La sceneggiatura invenduta di Bruce Wagner, “finita” nel romanzo “Dead stars” del 2012, è una commedia con soap opera, sul dietro-le-quinte di Hollywood, tanto acida quanto risaputa, popolata da insopportabili e disturbate baby-star, dive attempate pronte ad esultare per la morte di un bambino se fa loro ottenere una parte, manager remissivi al cospetto di capricciose macchine macina-soldi, guru della guarigione che non hanno mai curato se stessi.

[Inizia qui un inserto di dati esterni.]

pub mod application;
pub mod config;
pub mod domain;
pub mod error;
pub mod infrastructure;
pub mod interfaces;
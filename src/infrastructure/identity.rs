use crate::domain::identity::{AuthError, Identity};
use crate::domain::ports::IdentityVerifier;
use async_trait::async_trait;
use jiff::Timestamp;
use std::collections::HashMap;

const BEARER_PREFIX: &str = "Bearer ";

#[derive(Debug, Clone)]
struct Credential {
    identity: Identity,
    expires_at: Option<Timestamp>,
}

/// Verifies `Bearer <api key>` credentials against a fixed key table.
#[derive(Debug, Default, Clone)]
pub struct StaticIdentityVerifier {
    keys: HashMap<String, Credential>,
}

impl StaticIdentityVerifier {
    pub fn new() -> Self {
        Self::default()
    }

    /// Registers `api_key` for `identity`. A later registration of the same
    /// key replaces the earlier one.
    pub fn register(&mut self, api_key: &str, identity: Identity, expires_at: Option<Timestamp>) {
        self.keys.insert(
            api_key.to_string(),
            Credential {
                identity,
                expires_at,
            },
        );
    }

    pub fn len(&self) -> usize {
        self.keys.len()
    }

    pub fn is_empty(&self) -> bool {
        self.keys.is_empty()
    }
}

#[async_trait]
impl IdentityVerifier for StaticIdentityVerifier {
    async fn verify(&self, credential: String) -> Result<Identity, AuthError> {
        let credential = credential.trim();
        if credential.is_empty() {
            return Err(AuthError::Missing);
        }

        let key = credential
            .strip_prefix(BEARER_PREFIX)
            .map(str::trim)
            .filter(|key| !key.is_empty())
            .ok_or(AuthError::Malformed)?;

        let entry = self.keys.get(key).ok_or(AuthError::Invalid)?;
        if entry
            .expires_at
            .is_some_and(|expires_at| expires_at <= Timestamp::now())
        {
            return Err(AuthError::Expired);
        }
        Ok(entry.identity.clone())
    }
}
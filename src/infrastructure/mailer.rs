use crate::domain::notification::{MailError, Notification};
use crate::domain::ports::Mailer;
use async_trait::async_trait;
use std::sync::Arc;
use tokio::sync::Mutex;
use tracing::info;

/// Delivers notifications to the log instead of an SMTP relay.
///
/// Every delivered message is also kept in memory for inspection.
#[derive(Default, Clone)]
pub struct LogMailer {
    sent: Arc<Mutex<Vec<Notification>>>,
}

impl LogMailer {
    pub fn new() -> Self {
        Self::default()
    }

    pub async fn sent(&self) -> Vec<Notification> {
        self.sent.lock().await.clone()
    }
}

#[async_trait]
impl Mailer for LogMailer {
    async fn send(&self, notification: Notification) -> Result<(), MailError> {
        if !notification.to.email.contains('@') {
            return Err(MailError::Rejected(format!(
                "invalid recipient address {:?}",
                notification.to.email
            )));
        }

        info!(
            to = %notification.to.email,
            subject = %notification.subject,
            "mail delivered"
        );
        self.sent.lock().await.push(notification);
        Ok(())
    }
}
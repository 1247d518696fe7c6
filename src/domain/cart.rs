use super::catalog::{PriceSnapshot, ProductId};
use super::money::{Money, Quantity};
use super::pricing;
use serde::{Deserialize, Serialize};

pub type CartId = String;
pub type ItemId = u64;

/// A product selection sitting in a cart. Mutable until checkout.
#[derive(Debug, Serialize, Deserialize, PartialEq, Clone)]
pub struct CartLine {
    pub item_id: ItemId,
    pub cart_id: CartId,
    pub product_id: ProductId,
    pub attributes: String,
    pub quantity: Quantity,
}

/// Input for adding a line; the store assigns the `item_id`.
#[derive(Debug, Deserialize, PartialEq, Clone)]
pub struct NewCartLine {
    pub cart_id: CartId,
    pub product_id: ProductId,
    #[serde(default)]
    pub attributes: String,
    pub quantity: Quantity,
}

/// A cart line joined to its product's name and current prices.
#[derive(Debug, Serialize, Deserialize, PartialEq, Clone)]
pub struct PricedCartLine {
    pub line: CartLine,
    pub product_name: String,
    pub prices: PriceSnapshot,
}

impl PricedCartLine {
    pub fn unit_price(&self) -> Money {
        pricing::unit_price(self.prices.discounted_price, self.prices.price)
    }

    pub fn subtotal(&self) -> Money {
        pricing::line_subtotal(
            self.prices.discounted_price,
            self.prices.price,
            self.line.quantity,
        )
    }
}
use super::order::CustomerId;
use thiserror::Error;

/// The customer a bearer credential resolves to.
#[derive(Debug, PartialEq, Clone)]
pub struct Identity {
    pub customer_id: CustomerId,
    pub name: String,
    pub email: String,
}

#[derive(Error, Debug, PartialEq, Clone)]
pub enum AuthError {
    #[error("credential is missing")]
    Missing,
    #[error("credential is not a bearer token")]
    Malformed,
    #[error("credential is not recognised")]
    Invalid,
    #[error("credential has expired")]
    Expired,
}
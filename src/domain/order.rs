use super::cart::{ItemId, PricedCartLine};
use super::catalog::{ProductId, ShippingId, TaxId};
use super::money::{Money, Quantity};
use jiff::Timestamp;
use serde::{Deserialize, Serialize};

pub type OrderId = u64;
pub type CustomerId = u32;

/// Persisted order status. The numeric codes match the legacy `status` column.
#[derive(Debug, Serialize, Deserialize, PartialEq, Eq, Clone, Copy, Default)]
#[serde(rename_all = "lowercase")]
pub enum OrderStatus {
    #[default]
    Unpaid,
    Paid,
    /// A charge is in flight, or went through without the status being recorded.
    Charging,
}

impl OrderStatus {
    pub fn code(&self) -> u8 {
        match self {
            OrderStatus::Unpaid => 0,
            OrderStatus::Paid => 1,
            OrderStatus::Charging => 2,
        }
    }
}

impl std::fmt::Display for OrderStatus {
    fn fmt(&self, f: &mut std::fmt::Formatter<'_>) -> std::fmt::Result {
        let label = match self {
            OrderStatus::Unpaid => "unpaid",
            OrderStatus::Paid => "paid",
            OrderStatus::Charging => "charging",
        };
        f.write_str(label)
    }
}

/// An order header. `total_amount` is fixed at creation and never recomputed.
#[derive(Debug, Serialize, Deserialize, PartialEq, Clone)]
pub struct Order {
    pub order_id: OrderId,
    pub customer_id: CustomerId,
    pub shipping_id: ShippingId,
    pub tax_id: TaxId,
    pub total_amount: Money,
    pub status: OrderStatus,
    pub created_on: Timestamp,
    pub shipped_on: Option<Timestamp>,
    /// Gateway charge id once payment has been taken.
    pub reference: Option<String>,
}

#[derive(Debug, PartialEq, Clone)]
pub struct NewOrder {
    pub customer_id: CustomerId,
    pub shipping_id: ShippingId,
    pub tax_id: TaxId,
    pub total_amount: Money,
}

/// Immutable line-item snapshot written alongside its order.
#[derive(Debug, Serialize, Deserialize, PartialEq, Clone)]
pub struct OrderDetail {
    pub order_id: OrderId,
    pub item_id: ItemId,
    pub product_id: ProductId,
    pub product_name: String,
    pub attributes: String,
    pub unit_cost: Money,
    pub quantity: Quantity,
}

/// An order detail before the store has assigned the order id.
#[derive(Debug, PartialEq, Clone)]
pub struct NewOrderDetail {
    pub item_id: ItemId,
    pub product_id: ProductId,
    pub product_name: String,
    pub attributes: String,
    pub unit_cost: Money,
    pub quantity: Quantity,
}

impl From<&PricedCartLine> for NewOrderDetail {
    fn from(priced: &PricedCartLine) -> Self {
        Self {
            item_id: priced.line.item_id,
            product_id: priced.line.product_id,
            product_name: priced.product_name.clone(),
            attributes: priced.line.attributes.clone(),
            unit_cost: priced.unit_price(),
            quantity: priced.line.quantity,
        }
    }
}

impl NewOrderDetail {
    pub fn into_detail(self, order_id: OrderId) -> OrderDetail {
        OrderDetail {
            order_id,
            item_id: self.item_id,
            product_id: self.product_id,
            product_name: self.product_name,
            attributes: self.attributes,
            unit_cost: self.unit_cost,
            quantity: self.quantity,
        }
    }
}

/// Compare-and-set status change, scoped to the owning customer.
#[derive(Debug, PartialEq, Clone)]
pub struct StatusChange {
    pub order_id: OrderId,
    pub customer_id: CustomerId,
    pub from: OrderStatus,
    pub to: OrderStatus,
    pub reference: Option<String>,
}

#[derive(Debug, Serialize, PartialEq, Clone)]
pub struct OrderSummaryItem {
    pub item_id: ItemId,
    pub product_id: ProductId,
    pub product_name: String,
    pub attributes: String,
    pub unit_cost: Money,
    pub quantity: Quantity,
    pub subtotal: Money,
}

impl From<OrderDetail> for OrderSummaryItem {
    fn from(detail: OrderDetail) -> Self {
        let subtotal = (detail.unit_cost * detail.quantity).rounded();
        Self {
            item_id: detail.item_id,
            product_id: detail.product_id,
            product_name: detail.product_name,
            attributes: detail.attributes,
            unit_cost: detail.unit_cost,
            quantity: detail.quantity,
            subtotal,
        }
    }
}

#[derive(Debug, Serialize, PartialEq, Clone)]
pub struct OrderSummary {
    pub order: Order,
    pub items: Vec<OrderSummaryItem>,
}
use crate::error::CheckoutError;
use rust_decimal::prelude::ToPrimitive;
use rust_decimal::{Decimal, RoundingStrategy};
use rust_decimal_macros::dec;
use serde::{Deserialize, Serialize};
use std::iter::Sum;
use std::ops::{Add, AddAssign, Mul};

/// Bias added before truncating to cents. Kept for compatibility with totals
/// already stored by the legacy system.
const ROUNDING_EPSILON: Decimal = dec!(0.00001);

/// Rounds to two decimal places as `floor((x + 0.00001) * 100) / 100`.
///
/// This is not banker's or half-up rounding: values are truncated after a
/// tiny upward nudge, so `2.999999` becomes `3.00` while `2.994` stays `2.99`.
pub fn round2(value: Decimal) -> Decimal {
    (value + ROUNDING_EPSILON).round_dp_with_strategy(2, RoundingStrategy::ToNegativeInfinity)
}

/// A non-negative currency amount.
///
/// Wraps `rust_decimal::Decimal` so prices never pass through binary floating point.
#[derive(Debug, Clone, Copy, PartialEq, PartialOrd, Default, Serialize, Deserialize)]
#[serde(try_from = "Decimal", into = "Decimal")]
pub struct Money(Decimal);

impl Money {
    pub const ZERO: Self = Self(Decimal::ZERO);

    pub fn new(value: Decimal) -> Result<Self, CheckoutError> {
        if value >= Decimal::ZERO {
            Ok(Self(value))
        } else {
            Err(CheckoutError::ValidationError(
                "Amount must not be negative".to_string(),
            ))
        }
    }

    pub fn value(&self) -> Decimal {
        self.0
    }

    pub fn is_zero(&self) -> bool {
        self.0.is_zero()
    }

    /// Applies [`round2`].
    pub fn rounded(self) -> Self {
        Self(round2(self.0))
    }

    /// Converts to the gateway's minor units (cents), truncating sub-cent digits.
    pub fn to_minor_units(&self) -> Result<u64, CheckoutError> {
        (self.0 * dec!(100))
            .trunc()
            .to_u64()
            .ok_or_else(|| CheckoutError::internal(format!("amount {} out of range", self.0)))
    }
}

impl TryFrom<Decimal> for Money {
    type Error = CheckoutError;

    fn try_from(value: Decimal) -> Result<Self, Self::Error> {
        Self::new(value)
    }
}

impl From<Money> for Decimal {
    fn from(money: Money) -> Self {
        money.0
    }
}

impl std::fmt::Display for Money {
    fn fmt(&self, f: &mut std::fmt::Formatter<'_>) -> std::fmt::Result {
        write!(f, "{:.2}", self.0)
    }
}

impl Add for Money {
    type Output = Self;
    fn add(self, rhs: Self) -> Self::Output {
        Self(self.0 + rhs.0)
    }
}

impl AddAssign for Money {
    fn add_assign(&mut self, rhs: Self) {
        self.0 += rhs.0;
    }
}

impl Mul<Quantity> for Money {
    type Output = Self;
    fn mul(self, rhs: Quantity) -> Self::Output {
        Self(self.0 * Decimal::from(rhs.0))
    }
}

impl Sum for Money {
    fn sum<I: Iterator<Item = Self>>(iter: I) -> Self {
        iter.fold(Self::ZERO, Add::add)
    }
}

/// A strictly positive item count.
#[derive(Debug, Clone, Copy, PartialEq, Eq, PartialOrd, Ord, Serialize, Deserialize)]
#[serde(try_from = "u32", into = "u32")]
pub struct Quantity(u32);

impl Quantity {
    pub fn new(value: u32) -> Result<Self, CheckoutError> {
        if value > 0 {
            Ok(Self(value))
        } else {
            Err(CheckoutError::ValidationError(
                "Quantity must be positive".to_string(),
            ))
        }
    }

    pub fn value(&self) -> u32 {
        self.0
    }
}

impl TryFrom<u32> for Quantity {
    type Error = CheckoutError;

    fn try_from(value: u32) -> Result<Self, Self::Error> {
        Self::new(value)
    }
}

impl From<Quantity> for u32 {
    fn from(quantity: Quantity) -> Self {
        quantity.0
    }
}

impl std::fmt::Display for Quantity {
    fn fmt(&self, f: &mut std::fmt::Formatter<'_>) -> std::fmt::Result {
        write!(f, "{}", self.0)
    }
}
//! Field-level input validation shared by the auth, profile and achievement inputs.
//!
//! Inputs are deserialized permissively (every field optional) and then checked
//! here, so a single response can report every problem with a payload at once.

use std::collections::BTreeMap;

use chrono::NaiveDate;
use serde::{Deserialize, Deserializer, Serialize};

pub const REQUIRED: &str = "This field is required.";
pub const BAD_DATE: &str = "Date has wrong format. Use YYYY-MM-DD.";
pub const BAD_URL: &str = "Enter a valid URL.";
pub const BAD_EMAIL: &str = "Enter a valid email address.";

/// Deserializer for nullable fields in partial updates: an absent field stays
/// `None`, an explicit `null` becomes `Some(None)`.
pub fn nullable<'de, D, T>(deserializer: D) -> Result<Option<Option<T>>, D::Error>
where
    D: Deserializer<'de>,
    T: Deserialize<'de>,
{
    Option::<T>::deserialize(deserializer).map(Some)
}

/// Map from field name to the messages describing what is wrong with it.
#[derive(Debug, Clone, Default, PartialEq, Serialize)]
#[serde(transparent)]
pub struct FieldErrors(BTreeMap<String, Vec<String>>);

impl FieldErrors {
    pub fn new() -> Self {
        Self::default()
    }

    /// Convenience for a single error.
    pub fn single(field: &str, message: impl Into<String>) -> Self {
        let mut errors = Self::new();
        errors.add(field, message);
        errors
    }

    pub fn add(&mut self, field: &str, message: impl Into<String>) {
        self.0
            .entry(field.to_string())
            .or_default()
            .push(message.into());
    }

    pub fn is_empty(&self) -> bool {
        self.0.is_empty()
    }

    pub fn get(&self, field: &str) -> Option<&[String]> {
        self.0.get(field).map(Vec::as_slice)
    }

    pub fn into_result<T>(self, value: impl FnOnce() -> T) -> Result<T, FieldErrors> {
        if self.is_empty() {
            Ok(value())
        } else {
            Err(self)
        }
    }

    /// Required, non-blank text no longer than `max` characters. Surrounding
    /// whitespace is stripped.
    pub fn required_text(&mut self, field: &str, value: Option<String>, max: usize) -> String {
        match value.as_deref().map(str::trim) {
            Some(v) if !v.is_empty() => {
                self.check_len(field, v, max);
                v.to_string()
            }
            _ => {
                self.add(field, REQUIRED);
                String::new()
            }
        }
    }

    /// Optional text; missing becomes the empty string.
    pub fn optional_text(&mut self, field: &str, value: Option<String>, max: usize) -> String {
        let v = value.as_deref().map_or("", str::trim).to_string();
        self.check_len(field, &v, max);
        v
    }

    /// Required text with no length limit.
    pub fn required_body(&mut self, field: &str, value: Option<String>) -> String {
        self.required_text(field, value, usize::MAX)
    }

    pub fn required_date(&mut self, field: &str, value: Option<String>) -> NaiveDate {
        match value.as_deref().map(str::trim) {
            Some(raw) if !raw.is_empty() => self.parse_date(field, raw),
            _ => {
                self.add(field, REQUIRED);
                NaiveDate::MIN
            }
        }
    }

    pub fn optional_date(&mut self, field: &str, value: Option<String>) -> Option<NaiveDate> {
        match value.as_deref().map(str::trim) {
            Some(raw) if !raw.is_empty() => Some(self.parse_date(field, raw)),
            _ => None,
        }
    }

    /// Optional absolute http(s) URL; missing becomes the empty string.
    pub fn optional_url(&mut self, field: &str, value: Option<String>, max: usize) -> String {
        let v = value.as_deref().map_or("", str::trim).to_string();
        if v.is_empty() {
            return v;
        }
        if !is_valid_url(&v) {
            self.add(field, BAD_URL);
        }
        self.check_len(field, &v, max);
        v
    }

    fn parse_date(&mut self, field: &str, raw: &str) -> NaiveDate {
        NaiveDate::parse_from_str(raw, "%Y-%m-%d").unwrap_or_else(|_| {
            self.add(field, BAD_DATE);
            NaiveDate::MIN
        })
    }

    fn check_len(&mut self, field: &str, value: &str, max: usize) {
        if value.chars().count() > max {
            self.add(
                field,
                format!("Ensure this field has no more than {max} characters."),
            );
        }
    }
}

fn is_valid_url(raw: &str) -> bool {
    match url::Url::parse(raw) {
        Ok(u) => matches!(u.scheme(), "http" | "https") && u.host_str().is_some(),
        Err(_) => false,
    }
}

/// Loose structural email check: one `@`, non-empty local part, dotted domain.
pub fn is_valid_email(raw: &str) -> bool {
    let Some((local, domain)) = raw.split_once('@') else {
        return false;
    };
    !local.is_empty()
        && !domain.contains('@')
        && domain.contains('.')
        && !domain.starts_with('.')
        && !domain.ends_with('.')
        && !raw.chars().any(char::is_whitespace)
}

#[cfg(test)]
mod tests {
    use super::*;

    #[test]
    fn test_required_text_missing_and_blank() {
        let mut errors = FieldErrors::new();
        errors.required_text("company", None, 200);
        errors.required_text("role", Some("   ".to_string()), 200);
        assert_eq!(errors.get("company"), Some(&[REQUIRED.to_string()][..]));
        assert_eq!(errors.get("role"), Some(&[REQUIRED.to_string()][..]));
    }

    #[test]
    fn test_text_is_trimmed() {
        let mut errors = FieldErrors::new();
        assert_eq!(errors.required_text("company", Some(" Acme ".to_string()), 200), "Acme");
        assert_eq!(errors.optional_text("location", Some("\tPune\n".to_string()), 100), "Pune");
        assert_eq!(
            errors.optional_url("github", Some(" https://github.com/ada ".to_string()), 200),
            "https://github.com/ada"
        );
        assert!(errors.is_empty());
    }

    #[test]
    fn test_max_length_counts_characters() {
        let mut errors = FieldErrors::new();
        // 15 multi-byte characters fit in a 15-character limit.
        errors.required_text("phone", Some("é".repeat(15)), 15);
        assert!(errors.is_empty());
        errors.required_text("phone", Some("1".repeat(16)), 15);
        assert_eq!(
            errors.get("phone").unwrap()[0],
            "Ensure this field has no more than 15 characters."
        );
    }

    #[test]
    fn test_dates() {
        let mut errors = FieldErrors::new();
        let d = errors.required_date("start_date", Some("2024-03-01".to_string()));
        assert_eq!(d, NaiveDate::from_ymd_opt(2024, 3, 1).unwrap());
        assert_eq!(errors.optional_date("end_date", Some(String::new())), None);
        assert!(errors.is_empty());

        errors.required_date("start_date", Some("03/01/2024".to_string()));
        assert_eq!(errors.get("start_date"), Some(&[BAD_DATE.to_string()][..]));
    }

    #[test]
    fn test_urls() {
        let mut errors = FieldErrors::new();
        errors.optional_url("github", Some("https://github.com/me".to_string()), 200);
        errors.optional_url("live_link", None, 200);
        assert!(errors.is_empty());

        errors.optional_url("linkedin", Some("linkedin.com/in/me".to_string()), 200);
        errors.optional_url("project_link", Some("ftp://files.example.com".to_string()), 200);
        assert_eq!(errors.get("linkedin"), Some(&[BAD_URL.to_string()][..]));
        assert_eq!(errors.get("project_link"), Some(&[BAD_URL.to_string()][..]));
    }

    #[test]
    fn test_emails() {
        assert!(is_valid_email("ada@example.com"));
        assert!(!is_valid_email("ada.example.com"));
        assert!(!is_valid_email("@example.com"));
        assert!(!is_valid_email("ada@localhost"));
        assert!(!is_valid_email("ada lovelace@example.com"));
    }

    #[test]
    fn test_serializes_as_plain_map() {
        let errors = FieldErrors::single("title", REQUIRED);
        let json = serde_json::to_value(&errors).unwrap();
        assert_eq!(json, serde_json::json!({ "title": [REQUIRED] }));
    }
}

Non è la prima volta che l’opera dello scrittore incrocia quella del regista canadese: Cronenberg era stato produttore esecutivo del suo I'm Losing You e la dimenticata miniserie televisiva Wild Palms (1993) di Wagner, prendendo le mosse da Videodrome, dava vita ad un universo che viene ripreso e citato in questa prova in cui Cronenberg, al solito, innesta il suo virus: una sublime traccia da melodramma sirkiano con incesto, in bilico fra i suoi studi sulla violenza (memorabile la soggettiva della vittima del martello, impugnato da un carnefice che la osserva fra stupore e curiosità) e gli horror maledetti-macabri-scientifici del passato (i fratelli dello scandalo, i loro rituali, la genetica implacabile). Ma sono follie individuali ed ereditarie che non allargano la prospettiva della mappa delle stelle di Wagner (è come se il suo Su e Giù per Beverly Hills fosse riproposto dal Brian Yuzna di The Dentist), i segni di complesse allegorie restano uno specchio per le allodole, ovvero un discreto film di genere mascherato da ambiziose arie Cosmopoli(s)ite, film sui “potenti” della società odierna, apertamente citato dalla presenza di Robert Pattinson (autista e non più passeggero di limousine), nel ruolo autobiografico del primo romanzo di Wagner, “Forza Maggiore”. Ciò nonostante, si resta ammaliati dalla direzione delle interpretazioni, dalle intriganti trame ad incastro, dal mix di grottesco e disperato, di brutalità ed assurdo.